Question to the Department of Health and Social Care:

To ask the Secretary of State for Health and Social Care, how much of the £50 million allocated for targeted motor neurone disease research has been allocated as of September 2025.


Answered by
Ashley Dalton Portrait
Ashley Dalton
Parliamentary Under-Secretary (Department of Health and Social Care)
This question was answered on 10th September 2025

Government responsibility for delivering motor neurone disease research (MND) is shared between the Department of Health and Social Care, with research delivered via the National Institute for Health and Care Research (NIHR), and the Department for Science, Innovation and Technology, with research delivered via UK Research and Innovation (UKRI), and in particular via the Medical Research Council.

The commitment to allocate £50 million to MND research was introduced by the previous administration. As of 4 June 2025, when the data was last analysed, a total of £50.2 million has been committed to MND research since the start of the 2022/23 financial year. We will continue to invest in MND research via open competition, with no maximum funding limit.

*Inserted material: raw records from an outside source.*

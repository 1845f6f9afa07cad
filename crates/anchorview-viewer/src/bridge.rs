//! JavaScript bridge to the tracking provider
//!
//! The page script owns the camera and the image-target tracker. It listens
//! for the [`START_EVENT`] window event, starts the camera with the tracker
//! parameters in the event detail, and then calls the exported functions
//! below from its own frame callback.

use anchorview_core::{AnchorId, Config, Pose};
use anchorview_scene::{CameraReport, ProjectionUpdate, TrackingFeed};
use bevy::math::Mat4;
use std::sync::OnceLock;
use wasm_bindgen::prelude::*;

/// Window event asking the page to start the camera and tracker
pub const START_EVENT: &str = "anchorview:start";

static FEED: OnceLock<TrackingFeed> = OnceLock::new();

/// Feed shared by the exported functions and the Bevy app
pub fn feed() -> &'static TrackingFeed {
    FEED.get_or_init(TrackingFeed::default)
}

/// Pose of a column-major anchor matrix.
///
/// Tracker matrices carry the target width as their scale. Dividing the
/// translation by it puts the target at one unit wide; scaling the scene
/// uniformly about the camera leaves the rendered image unchanged.
pub fn pose_from_matrix(matrix: &[f32]) -> Option<Pose> {
    if matrix.len() != 16 {
        return None;
    }
    let (scale, rotation, translation) =
        Mat4::from_cols_slice(matrix).to_scale_rotation_translation();
    let unit = scale.x;
    if !unit.is_finite() || unit <= f32::EPSILON {
        return None;
    }
    Some(Pose::from_translation(translation / unit).with_rotation(rotation))
}

/// Target `anchor` is visible with the given 4x4 column-major matrix
#[wasm_bindgen]
pub fn anchor_pose(anchor: u8, matrix: &[f32]) {
    match pose_from_matrix(matrix) {
        Some(pose) => feed().push_pose(AnchorId(anchor), Some(pose)),
        None => tracing::warn!(anchor, len = matrix.len(), "Ignoring malformed anchor matrix"),
    }
}

/// Target `anchor` went out of view
#[wasm_bindgen]
pub fn anchor_lost(anchor: u8) {
    feed().push_pose(AnchorId(anchor), None);
}

#[wasm_bindgen]
pub fn camera_started() {
    feed().report_camera(CameraReport::Started);
}

#[wasm_bindgen]
pub fn camera_failed(reason: String) {
    feed().report_camera(CameraReport::Failed(reason));
}

/// Vertical field of view of the tracker's camera model, in degrees
#[wasm_bindgen]
pub fn camera_fov(fov_y_deg: f32) {
    if !(fov_y_deg > 0.0 && fov_y_deg < 180.0) {
        tracing::warn!(fov_y_deg, "Ignoring invalid field of view");
        return;
    }
    feed().set_projection(ProjectionUpdate {
        fov_y: fov_y_deg.to_radians(),
        near: 0.01,
        far: 1000.0,
    });
}

/// Parameters the page hands to the tracker on start
pub fn start_detail(config: &Config) -> serde_json::Value {
    serde_json::json!({
        "targets": config.model.targets_url,
        "anchors": config.model.anchors,
        "filterMinCF": config.tracker.min_confidence,
        "filterBeta": config.tracker.beta,
    })
}

/// Ask the page to start the camera
pub fn dispatch_start(config: &Config) -> Result<(), String> {
    let window = web_sys::window().ok_or("No window")?;
    let init = web_sys::CustomEventInit::new();
    init.set_detail(&JsValue::from_str(&start_detail(config).to_string()));
    let event = web_sys::CustomEvent::new_with_event_init_dict(START_EVENT, &init)
        .map_err(|e| format!("Failed to create start event: {:?}", e))?;
    window
        .dispatch_event(&event)
        .map_err(|e| format!("Failed to dispatch start event: {:?}", e))?;
    Ok(())
}

#[cfg(test)]
mod tests {
    use super::*;
    use bevy::math::{Quat, Vec3};

    #[test]
    fn test_matrix_normalized_to_unit_target() {
        let matrix = Mat4::from_scale_rotation_translation(
            Vec3::splat(500.0),
            Quat::from_rotation_y(0.4),
            Vec3::new(100.0, 0.0, -1000.0),
        );
        let pose = pose_from_matrix(&matrix.to_cols_array()).unwrap();
        assert!(pose.translation.distance(Vec3::new(0.2, 0.0, -2.0)) < 1e-4);
        assert!(pose.rotation.angle_between(Quat::from_rotation_y(0.4)) < 1e-4);
        assert_eq!(pose.scale, Vec3::ONE);
    }

    #[test]
    fn test_rejects_short_or_degenerate_matrix() {
        assert_eq!(pose_from_matrix(&[1.0; 12]), None);
        assert_eq!(pose_from_matrix(&Mat4::ZERO.to_cols_array()), None);
    }

    #[test]
    fn test_start_detail_carries_tracker_filter() {
        let detail = start_detail(&Config::default());
        assert_eq!(detail["targets"], "targets/targets.mind");
        assert_eq!(detail["anchors"], 1);
        assert_eq!(detail["filterBeta"], 1000.0);
    }
}
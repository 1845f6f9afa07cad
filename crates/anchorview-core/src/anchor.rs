//! Tracked anchors and their found/lost transitions

use serde::{Deserialize, Serialize};

use crate::pose::{Pose, PoseRecord};

/// Index of an image target in the tracking provider's target set
#[derive(Debug, Clone, Copy, PartialEq, Eq, Hash, PartialOrd, Ord, Serialize, Deserialize)]
#[serde(transparent)]
pub struct AnchorId(pub u8);

impl std::fmt::Display for AnchorId {
    fn fmt(&self, f: &mut std::fmt::Formatter<'_>) -> std::fmt::Result {
        write!(f, "anchor-{}", self.0)
    }
}

/// Whether an object follows its anchor or holds its last pose
#[derive(Debug, Clone, Copy, PartialEq, Eq, Default, Serialize, Deserialize)]
#[serde(rename_all = "lowercase")]
pub enum TrackingState {
    Tracked,
    #[default]
    Frozen,
}

/// Found/lost transition reported by the tracking provider
#[derive(Debug, Clone, Copy, PartialEq, Eq)]
pub enum AnchorEvent {
    Found(AnchorId),
    Lost(AnchorId),
}

impl AnchorEvent {
    pub fn anchor(&self) -> AnchorId {
        match self {
            AnchorEvent::Found(id) | AnchorEvent::Lost(id) => *id,
        }
    }
}

/// What the tracking provider reports for one anchor in one frame.
/// `pose` is `None` while the target is not detected.
#[derive(Debug, Clone, Copy, PartialEq, Serialize, Deserialize)]
pub struct AnchorSample {
    pub anchor: AnchorId,
    #[serde(default, with = "optional_pose")]
    pub pose: Option<Pose>,
}

impl AnchorSample {
    pub fn visible(anchor: AnchorId, pose: Pose) -> Self {
        Self {
            anchor,
            pose: Some(pose),
        }
    }

    pub fn hidden(anchor: AnchorId) -> Self {
        Self { anchor, pose: None }
    }
}

mod optional_pose {
    use super::*;
    use serde::{Deserializer, Serializer};

    pub fn serialize<S: Serializer>(pose: &Option<Pose>, s: S) -> Result<S::Ok, S::Error> {
        pose.map(PoseRecord::from).serialize(s)
    }

    pub fn deserialize<'de, D: Deserializer<'de>>(d: D) -> Result<Option<Pose>, D::Error> {
        Ok(Option::<PoseRecord>::deserialize(d)?.map(Pose::from))
    }
}

/// Coordinate frame attached to one image target
#[derive(Debug, Clone)]
pub struct TrackedAnchor {
    id: AnchorId,
    visible: bool,
    raw_pose: Option<Pose>,
}

impl TrackedAnchor {
    pub fn new(id: AnchorId) -> Self {
        Self {
            id,
            visible: false,
            raw_pose: None,
        }
    }

    pub fn id(&self) -> AnchorId {
        self.id
    }

    pub fn is_visible(&self) -> bool {
        self.visible
    }

    pub fn state(&self) -> TrackingState {
        if self.visible {
            TrackingState::Tracked
        } else {
            TrackingState::Frozen
        }
    }

    /// Last raw pose reported while visible
    pub fn raw_pose(&self) -> Option<Pose> {
        self.raw_pose
    }

    /// Record this frame's sample and report a visibility transition, if any.
    ///
    /// A pose that is not finite or has a degenerate rotation counts as not
    /// visible.
    pub fn observe(&mut self, pose: Option<Pose>) -> Option<AnchorEvent> {
        let pose = pose.filter(|p| {
            let usable = p.is_finite() && p.rotation.length_squared() > 1e-6;
            if !usable {
                tracing::warn!(anchor = %self.id, "Discarding unusable tracked pose");
            }
            usable
        });

        let was_visible = self.visible;
        self.visible = pose.is_some();
        if let Some(p) = pose {
            self.raw_pose = Some(p);
        }

        match (was_visible, self.visible) {
            (false, true) => Some(AnchorEvent::Found(self.id)),
            (true, false) => Some(AnchorEvent::Lost(self.id)),
            _ => None,
        }
    }
}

The Government is investing into MND research across a range of areas, including an £8 million investment via the NIHR’s EXPERTS-ALS trial, an early phase clinical research trial which screens for drugs that have the potential to be successful in clinical trials for people with MND.

The MND Translational Accelerator, supported by £6 million of Government funding, is connecting the UK Dementia Research Institute, the UK MND Research Institute, and Dementias Platform UK. Twelve projects have been funded through the accelerator, and all are aimed at speeding up the development of treatments for MND.

The NIHR and UKRI will continue to welcome funding applications for research into any aspect of human health and care, including MND. These applications are subject to peer review and judged in open competition, with awards being made on the basis of the importance of the topic to patients and health and care services, value for money, and scientific quality.

Welcoming applications on MND to all NIHR and UKRI programmes enables maximum flexibility both in terms of the amount of research funding a particular area can be awarded, and the type of research which can be funded.